De Algunos muchachos:
“Entretanto, los candados se cubrían de musgo verde, de rojo orín, la polea del pozo gemía como un animal indefenso, el cielo huía hacia el invierno”. (Pág. 21).
“Estuvieron fumando una semana entera, o quizá más, y ya conocían muchas estrellas. Nunca hasta entonces pensó así en el universo, nunca hasta entonces, cara al cielo tachonado y verde, se sintió bien clavado, eternamente clavado. Nunca pensó, hasta ahora, en la infinita, envolvente lucidez girando en torno a un solitario niño, de espaldas a la hierba. Conjunciones de astros, pozos sin fin, infinitas miradas pesándole en la frente, en su frágil cuerpo. La cruel eternidad”. (Págs. 34 y 35).
“Don Angelito [, que había empezado a llorar,] asomó la mitad de la cara por los dedos, como por un abanico roto”. (Pág. 42).
De manera muy esquemática, podría
decir que la unidad entre los relatos está lograda, sobre todo, por la lucha de
los protagonistas por hacerse valer frente a un agente opresor, contra el que
reaccionan de manera violenta. Dicho agente opresor puede estar personificado —en
“el Galgo” del primero de los relatos, titulado como el libro, Algunos muchachos, o en la novia de Muy contento—, o estar representado por
una abstracción, como la superstición en El rey de los zennos o la ilegitimidad en Cuaderno para notas.

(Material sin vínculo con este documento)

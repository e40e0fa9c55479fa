//! User-supplied callbacks: validators, resolvers and lifecycle handlers.
//!
//! Every callback is an `async_trait` trait so that it may await I/O. Plain
//! closures are adapted through the `*_fn` wrappers below; closures that
//! return futures receive owned copies of their arguments.

use async_trait::async_trait;
use formwork_types::{Record, Summary};
use serde_json::Value;
use std::collections::BTreeMap;
use std::future::Future;
use std::sync::Arc;

/// A synchronous gate over the operation snapshot.
pub type Predicate = Arc<dyn Fn(&Summary) -> bool + Send + Sync>;

/// Checks a single value. The summary carries every sibling value.
#[async_trait]
pub trait Validator: Send + Sync {
    async fn validate(&self, value: &Value, summary: &Summary) -> ValidatorResponse;
}

/// Produces a value from the operation snapshot.
///
/// Used for dependent resolvers, sanitizers, and computed defaults/constants.
#[async_trait]
pub trait Resolver: Send + Sync {
    async fn resolve(&self, summary: &Summary) -> Value;
}

/// A lifecycle handler. `I` is a [`Summary`] for success/failure handlers
/// and the deleted entity [`Record`] for delete handlers.
///
/// Errors (and panics) are contained by the dispatcher.
#[async_trait]
pub trait Handler<I: Sync + ?Sized>: Send + Sync {
    async fn handle(&self, input: &I) -> anyhow::Result<()>;
}

/// Outcome of a validator.
#[derive(Debug, Clone, PartialEq)]
pub enum ValidatorResponse {
    /// Accepted. `validated` replaces the input value when present.
    Valid { validated: Option<Value> },
    /// Rejected.
    Invalid {
        reasons: Vec<String>,
        metadata: Option<Record>,
        /// Extra reasons attached to sibling fields (property names or aliases).
        other_reasons: BTreeMap<String, Vec<String>>,
    },
}

impl ValidatorResponse {
    pub fn valid() -> Self {
        Self::Valid { validated: None }
    }

    /// Accepted, replacing the input with `value`.
    pub fn validated(value: impl Into<Value>) -> Self {
        Self::Valid {
            validated: Some(value.into()),
        }
    }

    pub fn invalid(reason: impl Into<String>) -> Self {
        Self::Invalid {
            reasons: vec![reason.into()],
            metadata: None,
            other_reasons: BTreeMap::new(),
        }
    }

    pub fn invalid_with<I, S>(reasons: I) -> Self
    where
        I: IntoIterator<Item = S>,
        S: Into<String>,
    {
        Self::Invalid {
            reasons: reasons.into_iter().map(Into::into).collect(),
            metadata: None,
            other_reasons: BTreeMap::new(),
        }
    }

    /// Attaches metadata to a rejection. No-op on acceptance.
    #[must_use]
    pub fn with_metadata(mut self, value: Record) -> Self {
        if let Self::Invalid { metadata, .. } = &mut self {
            *metadata = Some(value);
        }
        self
    }

    /// Attaches a reason to a sibling field. No-op on acceptance.
    #[must_use]
    pub fn with_other_reason(mut self, field: impl Into<String>, reason: impl Into<String>) -> Self {
        if let Self::Invalid { other_reasons, .. } = &mut self {
            other_reasons
                .entry(field.into())
                .or_default()
                .push(reason.into());
        }
        self
    }

    pub fn is_valid(&self) -> bool {
        matches!(self, Self::Valid { .. })
    }
}

impl From<bool> for ValidatorResponse {
    fn from(valid: bool) -> Self {
        if valid {
            Self::valid()
        } else {
            Self::invalid_with(Vec::<String>::new())
        }
    }
}

// ── Closure adapters ─────────────────────────────────────────────

struct ValidatorFn<F>(F);
struct AsyncValidatorFn<F>(F);
struct ResolverFn<F>(F);
struct AsyncResolverFn<F>(F);
struct HandlerFn<F>(F);
struct AsyncHandlerFn<F>(F);

#[async_trait]
impl<F, R> Validator for ValidatorFn<F>
where
    F: Fn(&Value, &Summary) -> R + Send + Sync,
    R: Into<ValidatorResponse> + 'static,
{
    async fn validate(&self, value: &Value, summary: &Summary) -> ValidatorResponse {
        (self.0)(value, summary).into()
    }
}

#[async_trait]
impl<F, Fut> Validator for AsyncValidatorFn<F>
where
    F: Fn(Value, Summary) -> Fut + Send + Sync,
    Fut: Future<Output = ValidatorResponse> + Send + 'static,
{
    async fn validate(&self, value: &Value, summary: &Summary) -> ValidatorResponse {
        (self.0)(value.clone(), summary.clone()).await
    }
}

#[async_trait]
impl<F> Resolver for ResolverFn<F>
where
    F: Fn(&Summary) -> Value + Send + Sync,
{
    async fn resolve(&self, summary: &Summary) -> Value {
        (self.0)(summary)
    }
}

#[async_trait]
impl<F, Fut> Resolver for AsyncResolverFn<F>
where
    F: Fn(Summary) -> Fut + Send + Sync,
    Fut: Future<Output = Value> + Send + 'static,
{
    async fn resolve(&self, summary: &Summary) -> Value {
        (self.0)(summary.clone()).await
    }
}

#[async_trait]
impl<I, F> Handler<I> for HandlerFn<F>
where
    I: Sync + ?Sized,
    F: Fn(&I) -> anyhow::Result<()> + Send + Sync,
{
    async fn handle(&self, input: &I) -> anyhow::Result<()> {
        (self.0)(input)
    }
}

#[async_trait]
impl<I, F, Fut> Handler<I> for AsyncHandlerFn<F>
where
    I: Sync + Clone,
    F: Fn(I) -> Fut + Send + Sync,
    Fut: Future<Output = anyhow::Result<()>> + Send + 'static,
{
    async fn handle(&self, input: &I) -> anyhow::Result<()> {
        (self.0)(input.clone()).await
    }
}

/// Wraps a synchronous validator closure.
pub fn validator_fn<F, R>(f: F) -> Arc<dyn Validator>
where
    F: Fn(&Value, &Summary) -> R + Send + Sync + 'static,
    R: Into<ValidatorResponse> + 'static,
{
    Arc::new(ValidatorFn(f))
}

/// Wraps a validator closure returning a future.
pub fn async_validator_fn<F, Fut>(f: F) -> Arc<dyn Validator>
where
    F: Fn(Value, Summary) -> Fut + Send + Sync + 'static,
    Fut: Future<Output = ValidatorResponse> + Send + 'static,
{
    Arc::new(AsyncValidatorFn(f))
}

/// Wraps a synchronous resolver closure.
pub fn resolver_fn<F>(f: F) -> Arc<dyn Resolver>
where
    F: Fn(&Summary) -> Value + Send + Sync + 'static,
{
    Arc::new(ResolverFn(f))
}

/// Wraps a resolver closure returning a future.
pub fn async_resolver_fn<F, Fut>(f: F) -> Arc<dyn Resolver>
where
    F: Fn(Summary) -> Fut + Send + Sync + 'static,
    Fut: Future<Output = Value> + Send + 'static,
{
    Arc::new(AsyncResolverFn(f))
}

/// Wraps a synchronous handler closure.
pub fn handler_fn<I, F>(f: F) -> Arc<dyn Handler<I>>
where
    I: Sync + ?Sized + 'static,
    F: Fn(&I) -> anyhow::Result<()> + Send + Sync + 'static,
{
    Arc::new(HandlerFn(f))
}

/// Wraps a handler closure returning a future.
pub fn async_handler_fn<I, F, Fut>(f: F) -> Arc<dyn Handler<I>>
where
    I: Sync + Send + Clone + 'static,
    F: Fn(I) -> Fut + Send + Sync + 'static,
    Fut: Future<Output = anyhow::Result<()>> + Send + 'static,
{
    Arc::new(AsyncHandlerFn(f))
}
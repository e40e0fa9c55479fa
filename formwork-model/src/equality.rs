//! Change detector.
//!
//! Decides whether an update candidate differs from the stored value.
//! Scalars compare strictly. Objects must share a key set and arrays a
//! length. Nested containers are compared element-wise while `depth`
//! remains; past it only their shape (key set or length) is compared.
//! Key order never matters.

use serde_json::Value;

/// Whether `a` and `b` are equal when looking `depth` levels into nested
/// containers.
///
/// ```
/// use formwork_model::is_equal;
/// use serde_json::json;
///
/// let before = json!({ "a": { "b": 1 } });
/// let after = json!({ "a": { "b": 2 } });
/// assert!(is_equal(&before, &after, 0));
/// assert!(!is_equal(&before, &after, 1));
/// ```
pub fn is_equal(a: &Value, b: &Value, depth: usize) -> bool {
    match (a, b) {
        (Value::Object(left), Value::Object(right)) => {
            left.len() == right.len()
                && left.iter().all(|(key, l)| {
                    right
                        .get(key)
                        .is_some_and(|r| nested_equal(l, r, depth))
                })
        }
        (Value::Array(left), Value::Array(right)) => {
            left.len() == right.len()
                && left
                    .iter()
                    .zip(right)
                    .all(|(l, r)| nested_equal(l, r, depth))
        }
        _ => a == b,
    }
}

fn nested_equal(a: &Value, b: &Value, depth: usize) -> bool {
    match (a, b) {
        (Value::Object(_), Value::Object(_)) | (Value::Array(_), Value::Array(_)) => {
            if depth == 0 {
                same_shape(a, b)
            } else {
                is_equal(a, b, depth - 1)
            }
        }
        _ => a == b,
    }
}

fn same_shape(a: &Value, b: &Value) -> bool {
    match (a, b) {
        (Value::Object(left), Value::Object(right)) => {
            left.len() == right.len() && left.keys().all(|k| right.contains_key(k))
        }
        (Value::Array(left), Value::Array(right)) => left.len() == right.len(),
        _ => false,
    }
}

En cuanto a técnicas narrativas, existe
variedad de unos relatos a otros, aunque predomina la narración en primera
persona. La localización espacio temporal, salvo en El rey de los zennos, de carácter fantástico, corresponde a la
España de posguerra, más concretamente a zonas rurales castellanas controladas
por terratenientes poco escrupulosos con los débiles. Una España en la que los
niños sólo interesaban como fuerza de trabajo. Y aun ni eso, que todavía no la tenían.